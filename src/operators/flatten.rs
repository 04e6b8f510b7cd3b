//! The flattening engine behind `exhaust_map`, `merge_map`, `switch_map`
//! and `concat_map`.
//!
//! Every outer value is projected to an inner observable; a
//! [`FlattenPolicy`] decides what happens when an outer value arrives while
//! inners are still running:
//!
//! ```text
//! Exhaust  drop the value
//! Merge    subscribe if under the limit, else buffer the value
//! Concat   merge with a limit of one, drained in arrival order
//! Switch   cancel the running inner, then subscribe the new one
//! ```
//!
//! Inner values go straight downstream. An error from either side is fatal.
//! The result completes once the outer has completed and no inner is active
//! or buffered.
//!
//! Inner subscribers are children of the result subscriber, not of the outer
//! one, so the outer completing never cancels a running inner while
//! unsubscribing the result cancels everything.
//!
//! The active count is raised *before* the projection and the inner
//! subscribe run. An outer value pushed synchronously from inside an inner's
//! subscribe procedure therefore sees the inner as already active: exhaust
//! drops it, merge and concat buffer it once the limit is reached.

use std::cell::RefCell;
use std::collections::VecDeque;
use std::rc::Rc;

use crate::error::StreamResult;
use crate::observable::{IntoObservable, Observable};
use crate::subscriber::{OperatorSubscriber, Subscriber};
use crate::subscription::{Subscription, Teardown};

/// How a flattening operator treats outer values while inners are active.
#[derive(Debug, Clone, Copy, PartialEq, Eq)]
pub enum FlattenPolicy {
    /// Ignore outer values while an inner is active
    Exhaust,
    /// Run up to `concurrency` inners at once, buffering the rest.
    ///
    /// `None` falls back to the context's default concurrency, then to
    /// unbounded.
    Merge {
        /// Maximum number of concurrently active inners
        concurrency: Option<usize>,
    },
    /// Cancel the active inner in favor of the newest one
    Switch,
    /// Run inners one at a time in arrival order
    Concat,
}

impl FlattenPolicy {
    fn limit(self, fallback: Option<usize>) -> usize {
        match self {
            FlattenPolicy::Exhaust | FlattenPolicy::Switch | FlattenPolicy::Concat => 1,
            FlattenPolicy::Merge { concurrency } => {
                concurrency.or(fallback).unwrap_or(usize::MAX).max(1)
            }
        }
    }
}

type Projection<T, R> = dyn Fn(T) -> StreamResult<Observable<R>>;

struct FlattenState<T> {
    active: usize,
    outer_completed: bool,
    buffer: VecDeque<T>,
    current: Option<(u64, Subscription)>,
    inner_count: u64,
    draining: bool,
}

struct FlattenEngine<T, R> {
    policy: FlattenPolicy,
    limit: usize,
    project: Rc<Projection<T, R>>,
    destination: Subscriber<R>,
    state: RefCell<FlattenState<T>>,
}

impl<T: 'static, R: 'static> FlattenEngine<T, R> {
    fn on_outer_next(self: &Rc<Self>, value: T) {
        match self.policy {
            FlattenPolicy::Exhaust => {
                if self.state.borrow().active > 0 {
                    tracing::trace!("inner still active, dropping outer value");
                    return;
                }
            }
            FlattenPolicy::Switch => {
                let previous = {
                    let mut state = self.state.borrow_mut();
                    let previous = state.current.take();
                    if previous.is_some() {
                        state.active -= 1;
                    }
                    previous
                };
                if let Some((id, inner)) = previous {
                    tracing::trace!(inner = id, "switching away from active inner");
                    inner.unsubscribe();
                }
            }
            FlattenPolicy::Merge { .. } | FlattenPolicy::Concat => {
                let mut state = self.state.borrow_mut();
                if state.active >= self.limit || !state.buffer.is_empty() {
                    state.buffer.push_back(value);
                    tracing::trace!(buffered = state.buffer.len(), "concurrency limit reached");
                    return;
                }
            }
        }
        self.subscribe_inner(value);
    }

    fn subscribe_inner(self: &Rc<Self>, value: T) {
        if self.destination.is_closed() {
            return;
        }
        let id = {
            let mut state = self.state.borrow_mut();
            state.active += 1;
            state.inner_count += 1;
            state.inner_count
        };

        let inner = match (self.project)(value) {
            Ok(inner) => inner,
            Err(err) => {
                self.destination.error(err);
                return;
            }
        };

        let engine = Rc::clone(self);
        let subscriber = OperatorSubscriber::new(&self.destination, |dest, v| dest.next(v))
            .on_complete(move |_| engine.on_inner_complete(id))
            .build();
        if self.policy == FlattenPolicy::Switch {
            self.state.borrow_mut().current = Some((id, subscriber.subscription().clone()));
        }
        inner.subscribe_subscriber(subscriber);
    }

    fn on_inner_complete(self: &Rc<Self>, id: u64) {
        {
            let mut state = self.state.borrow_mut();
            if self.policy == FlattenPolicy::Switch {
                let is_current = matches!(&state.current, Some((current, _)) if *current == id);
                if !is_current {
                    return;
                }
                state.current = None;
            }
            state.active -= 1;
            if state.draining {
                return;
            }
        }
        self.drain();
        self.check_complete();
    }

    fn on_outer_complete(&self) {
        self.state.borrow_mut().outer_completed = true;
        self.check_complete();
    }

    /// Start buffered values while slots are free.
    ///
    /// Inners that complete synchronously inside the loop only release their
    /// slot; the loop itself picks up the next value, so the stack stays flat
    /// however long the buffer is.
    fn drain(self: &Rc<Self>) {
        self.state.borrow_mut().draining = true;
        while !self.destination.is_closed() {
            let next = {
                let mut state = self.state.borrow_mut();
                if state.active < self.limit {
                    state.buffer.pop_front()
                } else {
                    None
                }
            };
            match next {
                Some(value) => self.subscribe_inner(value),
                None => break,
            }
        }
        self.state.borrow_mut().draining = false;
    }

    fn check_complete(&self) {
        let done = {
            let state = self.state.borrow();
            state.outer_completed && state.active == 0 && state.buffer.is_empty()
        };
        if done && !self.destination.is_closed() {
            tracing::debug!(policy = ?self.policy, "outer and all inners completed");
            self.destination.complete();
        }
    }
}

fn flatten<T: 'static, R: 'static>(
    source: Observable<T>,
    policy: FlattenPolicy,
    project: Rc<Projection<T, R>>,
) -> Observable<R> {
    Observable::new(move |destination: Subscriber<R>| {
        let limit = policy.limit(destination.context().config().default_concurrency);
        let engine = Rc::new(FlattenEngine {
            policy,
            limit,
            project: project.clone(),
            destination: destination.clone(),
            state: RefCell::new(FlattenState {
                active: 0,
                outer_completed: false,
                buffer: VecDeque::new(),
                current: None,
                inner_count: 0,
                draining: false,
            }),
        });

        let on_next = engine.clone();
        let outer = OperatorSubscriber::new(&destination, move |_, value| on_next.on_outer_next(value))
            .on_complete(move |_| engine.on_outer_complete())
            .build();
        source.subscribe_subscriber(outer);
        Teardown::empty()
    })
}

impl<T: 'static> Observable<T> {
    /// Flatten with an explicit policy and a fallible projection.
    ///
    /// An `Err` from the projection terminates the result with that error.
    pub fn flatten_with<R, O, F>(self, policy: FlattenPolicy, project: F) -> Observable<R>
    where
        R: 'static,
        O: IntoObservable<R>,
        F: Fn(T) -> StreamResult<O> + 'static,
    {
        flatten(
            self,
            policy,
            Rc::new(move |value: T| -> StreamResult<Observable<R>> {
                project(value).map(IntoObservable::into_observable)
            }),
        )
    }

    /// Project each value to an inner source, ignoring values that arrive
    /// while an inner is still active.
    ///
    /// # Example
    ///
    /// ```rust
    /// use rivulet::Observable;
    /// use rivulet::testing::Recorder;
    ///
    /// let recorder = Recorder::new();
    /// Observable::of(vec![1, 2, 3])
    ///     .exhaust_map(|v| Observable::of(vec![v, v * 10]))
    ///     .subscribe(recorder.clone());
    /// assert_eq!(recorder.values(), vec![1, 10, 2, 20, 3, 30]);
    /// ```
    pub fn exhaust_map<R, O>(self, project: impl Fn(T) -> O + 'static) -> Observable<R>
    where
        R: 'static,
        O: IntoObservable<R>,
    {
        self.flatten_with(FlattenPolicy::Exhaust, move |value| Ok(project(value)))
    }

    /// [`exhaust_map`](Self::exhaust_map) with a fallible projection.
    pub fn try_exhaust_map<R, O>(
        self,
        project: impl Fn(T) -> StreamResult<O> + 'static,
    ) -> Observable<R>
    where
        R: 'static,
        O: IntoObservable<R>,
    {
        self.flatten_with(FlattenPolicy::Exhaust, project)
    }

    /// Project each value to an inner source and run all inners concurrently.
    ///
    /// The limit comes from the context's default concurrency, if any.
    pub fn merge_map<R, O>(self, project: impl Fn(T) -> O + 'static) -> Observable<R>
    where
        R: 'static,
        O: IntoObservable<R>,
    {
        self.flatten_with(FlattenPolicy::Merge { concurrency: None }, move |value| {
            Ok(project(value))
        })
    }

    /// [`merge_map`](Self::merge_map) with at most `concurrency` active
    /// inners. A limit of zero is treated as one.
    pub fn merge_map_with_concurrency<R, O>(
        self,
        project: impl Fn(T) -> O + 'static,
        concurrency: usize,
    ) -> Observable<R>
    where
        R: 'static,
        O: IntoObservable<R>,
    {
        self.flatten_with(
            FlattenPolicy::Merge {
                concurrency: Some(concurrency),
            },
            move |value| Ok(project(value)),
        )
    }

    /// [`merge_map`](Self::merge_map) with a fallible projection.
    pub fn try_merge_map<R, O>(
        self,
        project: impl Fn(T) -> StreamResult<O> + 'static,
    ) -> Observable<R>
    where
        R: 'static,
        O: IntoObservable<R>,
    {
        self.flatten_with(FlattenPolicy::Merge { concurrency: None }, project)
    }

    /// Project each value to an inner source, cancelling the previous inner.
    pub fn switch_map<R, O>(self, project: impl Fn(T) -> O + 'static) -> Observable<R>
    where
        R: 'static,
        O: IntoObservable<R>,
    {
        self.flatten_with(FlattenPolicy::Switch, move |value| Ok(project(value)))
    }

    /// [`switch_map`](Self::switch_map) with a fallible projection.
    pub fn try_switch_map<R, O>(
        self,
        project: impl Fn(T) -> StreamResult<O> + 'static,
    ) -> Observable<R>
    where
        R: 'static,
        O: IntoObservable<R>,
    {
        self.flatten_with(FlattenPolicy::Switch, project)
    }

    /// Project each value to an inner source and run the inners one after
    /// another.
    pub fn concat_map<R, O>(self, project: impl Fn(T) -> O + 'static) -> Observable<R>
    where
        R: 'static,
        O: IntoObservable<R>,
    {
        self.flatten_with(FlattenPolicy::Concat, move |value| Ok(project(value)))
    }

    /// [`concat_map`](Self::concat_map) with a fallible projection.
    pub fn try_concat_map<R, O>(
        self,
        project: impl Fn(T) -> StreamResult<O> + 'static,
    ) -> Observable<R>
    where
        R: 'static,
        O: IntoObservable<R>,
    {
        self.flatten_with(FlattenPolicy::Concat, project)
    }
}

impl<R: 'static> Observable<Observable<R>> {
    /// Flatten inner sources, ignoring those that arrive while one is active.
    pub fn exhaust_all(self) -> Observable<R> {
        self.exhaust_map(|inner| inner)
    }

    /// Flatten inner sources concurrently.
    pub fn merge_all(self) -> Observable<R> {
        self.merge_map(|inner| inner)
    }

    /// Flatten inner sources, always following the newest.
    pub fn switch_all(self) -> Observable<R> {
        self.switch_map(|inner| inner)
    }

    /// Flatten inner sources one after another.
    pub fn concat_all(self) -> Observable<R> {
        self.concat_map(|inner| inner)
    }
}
* * *
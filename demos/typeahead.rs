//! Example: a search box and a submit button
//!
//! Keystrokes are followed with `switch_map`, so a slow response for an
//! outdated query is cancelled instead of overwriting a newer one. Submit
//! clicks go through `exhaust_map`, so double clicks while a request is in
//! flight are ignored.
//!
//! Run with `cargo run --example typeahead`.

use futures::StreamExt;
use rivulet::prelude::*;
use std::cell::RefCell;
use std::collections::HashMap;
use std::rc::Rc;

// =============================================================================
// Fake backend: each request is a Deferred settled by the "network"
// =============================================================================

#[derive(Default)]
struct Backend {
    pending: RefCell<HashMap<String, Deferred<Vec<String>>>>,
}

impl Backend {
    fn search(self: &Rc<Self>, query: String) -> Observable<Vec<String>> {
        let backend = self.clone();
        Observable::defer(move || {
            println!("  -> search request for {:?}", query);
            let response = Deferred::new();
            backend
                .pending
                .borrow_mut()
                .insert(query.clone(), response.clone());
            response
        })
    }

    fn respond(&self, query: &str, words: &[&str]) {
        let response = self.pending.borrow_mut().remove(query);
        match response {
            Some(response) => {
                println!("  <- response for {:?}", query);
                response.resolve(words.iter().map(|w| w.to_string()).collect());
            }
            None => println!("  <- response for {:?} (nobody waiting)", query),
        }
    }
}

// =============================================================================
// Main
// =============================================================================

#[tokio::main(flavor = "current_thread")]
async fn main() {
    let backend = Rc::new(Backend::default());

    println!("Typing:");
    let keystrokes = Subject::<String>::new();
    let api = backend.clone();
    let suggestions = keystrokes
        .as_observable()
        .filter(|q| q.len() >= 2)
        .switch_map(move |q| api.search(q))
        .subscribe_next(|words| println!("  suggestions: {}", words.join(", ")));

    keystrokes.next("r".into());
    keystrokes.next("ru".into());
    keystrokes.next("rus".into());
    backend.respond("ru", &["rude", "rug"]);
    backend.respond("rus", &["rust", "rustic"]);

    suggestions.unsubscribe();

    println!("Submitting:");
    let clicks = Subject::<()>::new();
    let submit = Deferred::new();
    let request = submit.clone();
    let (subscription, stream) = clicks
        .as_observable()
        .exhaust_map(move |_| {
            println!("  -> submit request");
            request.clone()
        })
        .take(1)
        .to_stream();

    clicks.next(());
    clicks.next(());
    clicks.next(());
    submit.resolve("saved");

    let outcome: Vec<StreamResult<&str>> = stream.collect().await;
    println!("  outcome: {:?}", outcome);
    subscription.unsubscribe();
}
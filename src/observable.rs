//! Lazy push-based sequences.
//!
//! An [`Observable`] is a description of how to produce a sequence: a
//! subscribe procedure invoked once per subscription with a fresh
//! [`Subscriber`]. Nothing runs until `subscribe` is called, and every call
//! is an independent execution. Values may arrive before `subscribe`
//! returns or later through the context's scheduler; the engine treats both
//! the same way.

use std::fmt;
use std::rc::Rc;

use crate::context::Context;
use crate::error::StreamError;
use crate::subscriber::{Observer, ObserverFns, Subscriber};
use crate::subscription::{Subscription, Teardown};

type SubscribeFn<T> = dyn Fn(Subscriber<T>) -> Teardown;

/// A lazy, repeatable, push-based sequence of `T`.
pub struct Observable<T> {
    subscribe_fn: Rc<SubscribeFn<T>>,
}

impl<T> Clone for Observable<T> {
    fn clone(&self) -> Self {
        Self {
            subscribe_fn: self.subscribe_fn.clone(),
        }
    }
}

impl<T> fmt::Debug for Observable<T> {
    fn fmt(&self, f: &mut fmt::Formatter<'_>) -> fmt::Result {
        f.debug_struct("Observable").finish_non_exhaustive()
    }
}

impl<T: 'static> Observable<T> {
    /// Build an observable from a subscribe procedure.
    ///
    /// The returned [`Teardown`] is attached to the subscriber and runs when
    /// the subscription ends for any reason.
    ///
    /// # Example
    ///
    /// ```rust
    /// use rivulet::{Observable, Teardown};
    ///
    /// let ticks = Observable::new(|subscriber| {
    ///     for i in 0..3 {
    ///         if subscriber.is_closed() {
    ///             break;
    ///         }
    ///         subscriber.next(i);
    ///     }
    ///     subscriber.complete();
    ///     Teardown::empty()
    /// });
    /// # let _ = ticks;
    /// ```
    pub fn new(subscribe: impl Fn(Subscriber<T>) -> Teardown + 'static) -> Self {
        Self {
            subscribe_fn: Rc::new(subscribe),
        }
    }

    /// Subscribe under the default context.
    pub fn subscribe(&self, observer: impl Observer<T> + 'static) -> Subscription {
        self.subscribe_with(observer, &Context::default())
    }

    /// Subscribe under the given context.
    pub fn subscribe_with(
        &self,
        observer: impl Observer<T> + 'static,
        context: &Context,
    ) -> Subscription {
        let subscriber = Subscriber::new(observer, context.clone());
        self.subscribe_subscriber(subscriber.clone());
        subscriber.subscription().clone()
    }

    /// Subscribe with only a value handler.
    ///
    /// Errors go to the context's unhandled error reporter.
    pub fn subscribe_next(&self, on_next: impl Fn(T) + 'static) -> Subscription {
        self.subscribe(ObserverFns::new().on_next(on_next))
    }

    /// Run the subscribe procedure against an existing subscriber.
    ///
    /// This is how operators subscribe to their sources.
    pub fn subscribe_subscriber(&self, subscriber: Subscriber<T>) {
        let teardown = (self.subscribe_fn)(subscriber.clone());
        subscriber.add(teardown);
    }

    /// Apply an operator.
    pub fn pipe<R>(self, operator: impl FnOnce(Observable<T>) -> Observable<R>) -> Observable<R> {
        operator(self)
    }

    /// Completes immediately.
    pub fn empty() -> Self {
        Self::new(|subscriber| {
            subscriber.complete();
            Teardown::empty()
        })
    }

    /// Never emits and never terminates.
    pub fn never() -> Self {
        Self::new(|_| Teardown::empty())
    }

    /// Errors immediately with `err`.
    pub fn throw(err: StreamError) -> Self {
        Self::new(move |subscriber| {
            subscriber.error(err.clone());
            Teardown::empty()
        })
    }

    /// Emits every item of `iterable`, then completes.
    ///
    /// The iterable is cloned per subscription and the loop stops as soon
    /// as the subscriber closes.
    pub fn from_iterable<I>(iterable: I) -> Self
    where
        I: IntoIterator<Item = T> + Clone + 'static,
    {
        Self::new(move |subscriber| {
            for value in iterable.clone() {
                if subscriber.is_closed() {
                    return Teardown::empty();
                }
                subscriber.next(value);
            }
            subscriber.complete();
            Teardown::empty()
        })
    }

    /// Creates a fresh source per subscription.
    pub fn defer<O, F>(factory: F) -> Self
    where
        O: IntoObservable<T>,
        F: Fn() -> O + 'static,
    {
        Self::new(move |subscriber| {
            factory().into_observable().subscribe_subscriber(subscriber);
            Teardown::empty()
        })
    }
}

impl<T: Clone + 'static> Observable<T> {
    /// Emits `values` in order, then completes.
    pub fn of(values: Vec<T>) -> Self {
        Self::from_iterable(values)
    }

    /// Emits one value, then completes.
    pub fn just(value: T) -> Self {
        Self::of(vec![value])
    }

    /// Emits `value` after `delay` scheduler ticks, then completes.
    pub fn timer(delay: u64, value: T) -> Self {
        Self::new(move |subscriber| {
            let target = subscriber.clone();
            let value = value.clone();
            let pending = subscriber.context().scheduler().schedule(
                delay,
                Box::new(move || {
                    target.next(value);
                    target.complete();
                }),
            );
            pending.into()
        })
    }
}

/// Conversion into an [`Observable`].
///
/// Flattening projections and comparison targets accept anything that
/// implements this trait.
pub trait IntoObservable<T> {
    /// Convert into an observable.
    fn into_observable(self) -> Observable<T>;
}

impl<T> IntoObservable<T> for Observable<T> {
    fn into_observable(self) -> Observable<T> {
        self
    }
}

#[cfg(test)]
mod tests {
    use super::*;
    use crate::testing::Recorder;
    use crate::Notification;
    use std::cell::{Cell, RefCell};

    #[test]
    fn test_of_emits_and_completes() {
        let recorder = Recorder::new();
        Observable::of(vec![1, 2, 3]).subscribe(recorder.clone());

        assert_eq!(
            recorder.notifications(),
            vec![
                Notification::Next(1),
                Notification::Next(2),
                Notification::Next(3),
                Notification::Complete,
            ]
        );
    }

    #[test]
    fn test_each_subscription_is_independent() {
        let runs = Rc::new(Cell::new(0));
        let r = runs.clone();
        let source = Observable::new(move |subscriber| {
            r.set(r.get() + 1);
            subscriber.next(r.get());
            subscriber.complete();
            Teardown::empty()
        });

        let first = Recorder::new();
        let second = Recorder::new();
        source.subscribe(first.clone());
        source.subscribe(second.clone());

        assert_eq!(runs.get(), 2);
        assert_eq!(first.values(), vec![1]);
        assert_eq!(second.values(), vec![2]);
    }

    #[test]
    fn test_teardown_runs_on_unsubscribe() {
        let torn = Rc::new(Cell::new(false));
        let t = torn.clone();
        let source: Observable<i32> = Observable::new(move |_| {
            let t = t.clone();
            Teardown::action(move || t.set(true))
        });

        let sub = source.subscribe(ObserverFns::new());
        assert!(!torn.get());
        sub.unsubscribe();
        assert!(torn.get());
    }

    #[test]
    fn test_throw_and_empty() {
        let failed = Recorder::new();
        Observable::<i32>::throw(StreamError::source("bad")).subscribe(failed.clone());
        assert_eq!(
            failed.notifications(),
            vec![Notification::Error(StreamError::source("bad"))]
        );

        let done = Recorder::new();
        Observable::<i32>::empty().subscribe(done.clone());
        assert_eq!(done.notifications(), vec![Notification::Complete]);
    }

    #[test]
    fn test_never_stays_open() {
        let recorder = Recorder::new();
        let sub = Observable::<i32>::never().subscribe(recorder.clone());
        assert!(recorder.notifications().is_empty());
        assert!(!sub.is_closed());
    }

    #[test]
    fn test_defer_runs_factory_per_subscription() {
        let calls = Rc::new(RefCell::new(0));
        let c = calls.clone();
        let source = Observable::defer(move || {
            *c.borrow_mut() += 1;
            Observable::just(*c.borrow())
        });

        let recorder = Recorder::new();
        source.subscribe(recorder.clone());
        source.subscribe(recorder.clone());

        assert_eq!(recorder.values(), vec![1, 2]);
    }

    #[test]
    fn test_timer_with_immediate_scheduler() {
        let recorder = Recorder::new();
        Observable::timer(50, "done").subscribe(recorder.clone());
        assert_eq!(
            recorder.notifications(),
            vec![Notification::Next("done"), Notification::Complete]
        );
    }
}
==
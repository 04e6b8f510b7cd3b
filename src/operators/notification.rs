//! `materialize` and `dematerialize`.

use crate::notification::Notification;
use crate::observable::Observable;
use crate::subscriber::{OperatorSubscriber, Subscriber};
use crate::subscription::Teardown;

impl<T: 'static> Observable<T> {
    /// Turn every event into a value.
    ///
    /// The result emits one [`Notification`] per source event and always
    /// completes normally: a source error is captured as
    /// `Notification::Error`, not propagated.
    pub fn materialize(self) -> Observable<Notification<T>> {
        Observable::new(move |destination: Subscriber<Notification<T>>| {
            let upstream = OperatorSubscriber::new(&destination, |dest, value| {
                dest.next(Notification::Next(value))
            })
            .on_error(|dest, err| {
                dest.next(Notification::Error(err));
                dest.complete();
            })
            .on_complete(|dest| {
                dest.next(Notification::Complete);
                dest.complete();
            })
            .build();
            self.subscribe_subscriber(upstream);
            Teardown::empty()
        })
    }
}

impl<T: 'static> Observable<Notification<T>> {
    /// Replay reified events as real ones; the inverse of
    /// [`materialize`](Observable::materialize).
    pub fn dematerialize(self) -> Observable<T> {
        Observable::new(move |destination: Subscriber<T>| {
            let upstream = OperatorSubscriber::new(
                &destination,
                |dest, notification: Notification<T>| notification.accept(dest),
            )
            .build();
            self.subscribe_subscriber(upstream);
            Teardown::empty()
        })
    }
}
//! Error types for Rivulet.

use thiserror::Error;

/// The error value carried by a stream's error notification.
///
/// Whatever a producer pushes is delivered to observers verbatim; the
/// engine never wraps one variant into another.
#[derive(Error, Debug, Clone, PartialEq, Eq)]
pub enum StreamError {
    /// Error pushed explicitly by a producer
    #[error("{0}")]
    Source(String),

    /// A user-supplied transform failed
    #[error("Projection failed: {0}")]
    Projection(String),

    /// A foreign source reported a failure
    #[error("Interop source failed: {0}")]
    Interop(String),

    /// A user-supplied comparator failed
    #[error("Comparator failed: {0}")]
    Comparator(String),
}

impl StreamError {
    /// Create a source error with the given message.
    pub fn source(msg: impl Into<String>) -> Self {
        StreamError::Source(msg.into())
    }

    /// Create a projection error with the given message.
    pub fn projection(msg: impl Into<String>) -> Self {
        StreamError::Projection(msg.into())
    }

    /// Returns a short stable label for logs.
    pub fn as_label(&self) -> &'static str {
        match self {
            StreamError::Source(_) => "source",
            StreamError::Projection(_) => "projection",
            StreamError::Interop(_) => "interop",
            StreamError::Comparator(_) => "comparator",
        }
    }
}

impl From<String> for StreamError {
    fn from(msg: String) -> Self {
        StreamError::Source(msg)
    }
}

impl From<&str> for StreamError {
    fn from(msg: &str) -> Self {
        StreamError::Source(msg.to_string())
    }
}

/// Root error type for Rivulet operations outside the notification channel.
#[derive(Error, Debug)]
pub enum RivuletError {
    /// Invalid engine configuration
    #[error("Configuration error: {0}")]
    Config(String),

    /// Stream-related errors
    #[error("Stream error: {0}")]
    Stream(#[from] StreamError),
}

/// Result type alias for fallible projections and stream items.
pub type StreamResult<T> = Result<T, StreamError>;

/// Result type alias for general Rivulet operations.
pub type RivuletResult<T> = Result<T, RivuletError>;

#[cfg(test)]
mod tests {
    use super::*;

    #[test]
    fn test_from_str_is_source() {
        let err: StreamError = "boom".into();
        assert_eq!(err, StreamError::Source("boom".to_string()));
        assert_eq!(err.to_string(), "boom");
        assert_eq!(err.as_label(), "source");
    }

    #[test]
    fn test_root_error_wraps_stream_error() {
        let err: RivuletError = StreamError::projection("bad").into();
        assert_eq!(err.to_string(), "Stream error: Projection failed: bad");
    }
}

Description of the task: Copy out each line of the data in which the word "dematerialize" appears.

Completed task:
//! `materialize` and `dematerialize`.
    pub fn dematerialize(self) -> Observable<T> {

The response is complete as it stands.